- [Available records]

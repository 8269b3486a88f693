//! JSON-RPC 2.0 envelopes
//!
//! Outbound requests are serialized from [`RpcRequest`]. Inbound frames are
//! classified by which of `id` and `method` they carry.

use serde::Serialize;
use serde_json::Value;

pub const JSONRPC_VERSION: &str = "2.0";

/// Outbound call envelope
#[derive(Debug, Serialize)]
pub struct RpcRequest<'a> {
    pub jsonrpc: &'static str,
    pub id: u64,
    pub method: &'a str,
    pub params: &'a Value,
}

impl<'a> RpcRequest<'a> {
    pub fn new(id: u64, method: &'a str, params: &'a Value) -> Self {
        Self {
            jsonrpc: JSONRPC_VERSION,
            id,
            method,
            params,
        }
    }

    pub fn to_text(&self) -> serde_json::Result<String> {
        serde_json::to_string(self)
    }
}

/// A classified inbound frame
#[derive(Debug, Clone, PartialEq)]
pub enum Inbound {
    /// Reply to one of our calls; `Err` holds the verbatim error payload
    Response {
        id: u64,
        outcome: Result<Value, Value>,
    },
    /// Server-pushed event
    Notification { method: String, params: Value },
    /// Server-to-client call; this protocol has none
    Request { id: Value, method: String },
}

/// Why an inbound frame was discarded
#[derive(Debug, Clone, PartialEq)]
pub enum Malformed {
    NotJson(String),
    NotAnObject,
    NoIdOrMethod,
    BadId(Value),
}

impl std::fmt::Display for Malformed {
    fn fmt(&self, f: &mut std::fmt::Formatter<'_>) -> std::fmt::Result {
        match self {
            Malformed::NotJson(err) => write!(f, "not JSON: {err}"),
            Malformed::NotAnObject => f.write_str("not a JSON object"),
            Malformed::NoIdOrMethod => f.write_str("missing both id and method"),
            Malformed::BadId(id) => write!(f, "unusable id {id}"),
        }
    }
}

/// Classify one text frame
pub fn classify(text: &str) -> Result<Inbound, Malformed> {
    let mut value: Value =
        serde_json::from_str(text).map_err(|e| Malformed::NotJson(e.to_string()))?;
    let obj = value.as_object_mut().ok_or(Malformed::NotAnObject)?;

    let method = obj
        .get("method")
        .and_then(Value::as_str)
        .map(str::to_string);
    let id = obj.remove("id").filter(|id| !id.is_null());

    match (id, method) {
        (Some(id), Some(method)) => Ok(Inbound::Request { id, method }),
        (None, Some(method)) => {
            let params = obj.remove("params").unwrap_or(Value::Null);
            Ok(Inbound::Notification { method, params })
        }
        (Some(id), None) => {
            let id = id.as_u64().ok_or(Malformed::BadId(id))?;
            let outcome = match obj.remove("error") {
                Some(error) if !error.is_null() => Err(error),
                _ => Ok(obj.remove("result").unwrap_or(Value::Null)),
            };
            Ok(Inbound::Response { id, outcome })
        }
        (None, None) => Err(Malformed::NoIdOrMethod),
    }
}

- [How to complete this task] The lines to return are those in the entries above that hold "error".

- [Your solution]
    /// Reply to one of our calls; `Err` holds the verbatim error payload
            let outcome = match obj.remove("error") {
                Some(error) if !error.is_null() => Err(error),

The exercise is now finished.